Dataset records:
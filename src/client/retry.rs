//! Retry state machine for authenticated report calls.
//!
//! The machine is pure: it never sleeps, refreshes or performs I/O. The
//! client reads [`RetryMachine::state`], performs the side effect the state
//! asks for, and reports back via [`RetryMachine::observe`] or
//! [`RetryMachine::resume`].
//!
//! ```text
//! Attempting --200--> Succeeded
//! Attempting --401--> RefreshingAuth --resume--> Attempting | Exhausted
//! Attempting --other--> Backoff(d) --resume--> Attempting | Exhausted
//! ```

use reqwest::StatusCode;
use std::time::Duration;

/// Configuration for retry behavior.
#[derive(Clone, Debug)]
pub struct RetryPolicy {
    /// Total number of requests, including the first.
    pub max_attempts: u32,
    /// Delay after the first rate-limited or failed attempt.
    pub initial_backoff: Duration,
    /// Factor applied to the delay after each backoff.
    pub backoff_multiplier: u32,
}

impl Default for RetryPolicy {
    fn default() -> Self {
        Self {
            max_attempts: 5,
            initial_backoff: Duration::from_secs(1),
            backoff_multiplier: 2,
        }
    }
}

#[derive(Debug, Clone, Copy, PartialEq, Eq)]
pub enum RetryState {
    /// Issue the next request.
    Attempting,
    /// The access token was rejected; refresh it before the next attempt.
    RefreshingAuth,
    /// Wait this long before the next attempt.
    Backoff(Duration),
    Succeeded,
    Exhausted,
}

#[derive(Debug)]
pub struct RetryMachine {
    policy: RetryPolicy,
    attempts: u32,
    next_backoff: Duration,
    state: RetryState,
}

impl RetryMachine {
    pub fn new(policy: RetryPolicy) -> Self {
        let state = if policy.max_attempts == 0 {
            RetryState::Exhausted
        } else {
            RetryState::Attempting
        };

        Self {
            next_backoff: policy.initial_backoff,
            policy,
            attempts: 0,
            state,
        }
    }

    pub fn state(&self) -> RetryState {
        self.state
    }

    /// Requests issued so far.
    pub fn attempts(&self) -> u32 {
        self.attempts
    }

    /// Record the status of the request just issued. Ignored outside `Attempting`.
    pub fn observe(&mut self, status: StatusCode) -> RetryState {
        if self.state != RetryState::Attempting {
            return self.state;
        }

        self.attempts += 1;
        self.state = match status {
            StatusCode::OK => RetryState::Succeeded,
            StatusCode::UNAUTHORIZED => RetryState::RefreshingAuth,
            _ => {
                let delay = self.next_backoff;
                self.next_backoff = delay.saturating_mul(self.policy.backoff_multiplier);
                RetryState::Backoff(delay)
            }
        };
        self.state
    }

    /// Leave `RefreshingAuth` or `Backoff` once the refresh or sleep is done.
    pub fn resume(&mut self) -> RetryState {
        if !matches!(self.state, RetryState::RefreshingAuth | RetryState::Backoff(_)) {
            return self.state;
        }

        self.state = if self.attempts >= self.policy.max_attempts {
            RetryState::Exhausted
        } else {
            RetryState::Attempting
        };
        self.state
    }
}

WHAT THE EXERCISE ASKS - Word for word, reproduce every record shown above.

ANSWER SECTION -
filename src/client/retry.rs
//! Retry state machine for authenticated report calls.
//!
//! The machine is pure: it never sleeps, refreshes or performs I/O. The
//! client reads [`RetryMachine::state`], performs the side effect the state
//! asks for, and reports back via [`RetryMachine::observe`] or
//! [`RetryMachine::resume`].
//!
//! ```text
//! Attempting --200--> Succeeded
//! Attempting --401--> RefreshingAuth --resume--> Attempting | Exhausted
//! Attempting --other--> Backoff(d) --resume--> Attempting | Exhausted
//! ```

use reqwest::StatusCode;
use std::time::Duration;

/// Configuration for retry behavior.
#[derive(Clone, Debug)]
pub struct RetryPolicy {
    /// Total number of requests, including the first.
    pub max_attempts: u32,
    /// Delay after the first rate-limited or failed attempt.
    pub initial_backoff: Duration,
    /// Factor applied to the delay after each backoff.
    pub backoff_multiplier: u32,
}

impl Default for RetryPolicy {
    fn default() -> Self {
        Self {
            max_attempts: 5,
            initial_backoff: Duration::from_secs(1),
            backoff_multiplier: 2,
        }
    }
}

#[derive(Debug, Clone, Copy, PartialEq, Eq)]
pub enum RetryState {
    /// Issue the next request.
    Attempting,
    /// The access token was rejected; refresh it before the next attempt.
    RefreshingAuth,
    /// Wait this long before the next attempt.
    Backoff(Duration),
    Succeeded,
    Exhausted,
}

#[derive(Debug)]
pub struct RetryMachine {
    policy: RetryPolicy,
    attempts: u32,
    next_backoff: Duration,
    state: RetryState,
}

impl RetryMachine {
    pub fn new(policy: RetryPolicy) -> Self {
        let state = if policy.max_attempts == 0 {
            RetryState::Exhausted
        } else {
            RetryState::Attempting
        };

        Self {
            next_backoff: policy.initial_backoff,
            policy,
            attempts: 0,
            state,
        }
    }

    pub fn state(&self) -> RetryState {
        self.state
    }

    /// Requests issued so far.
    pub fn attempts(&self) -> u32 {
        self.attempts
    }

    /// Record the status of the request just issued. Ignored outside `Attempting`.
    pub fn observe(&mut self, status: StatusCode) -> RetryState {
        if self.state != RetryState::Attempting {
            return self.state;
        }

        self.attempts += 1;
        self.state = match status {
            StatusCode::OK => RetryState::Succeeded,
            StatusCode::UNAUTHORIZED => RetryState::RefreshingAuth,
            _ => {
                let delay = self.next_backoff;
                self.next_backoff = delay.saturating_mul(self.policy.backoff_multiplier);
                RetryState::Backoff(delay)
            }
        };
        self.state
    }

    /// Leave `RefreshingAuth` or `Backoff` once the refresh or sleep is done.
    pub fn resume(&mut self) -> RetryState {
        if !matches!(self.state, RetryState::RefreshingAuth | RetryState::Backoff(_)) {
            return self.state;
        }

        self.state = if self.attempts >= self.policy.max_attempts {
            RetryState::Exhausted
        } else {
            RetryState::Attempting
        };
        self.state
    }
}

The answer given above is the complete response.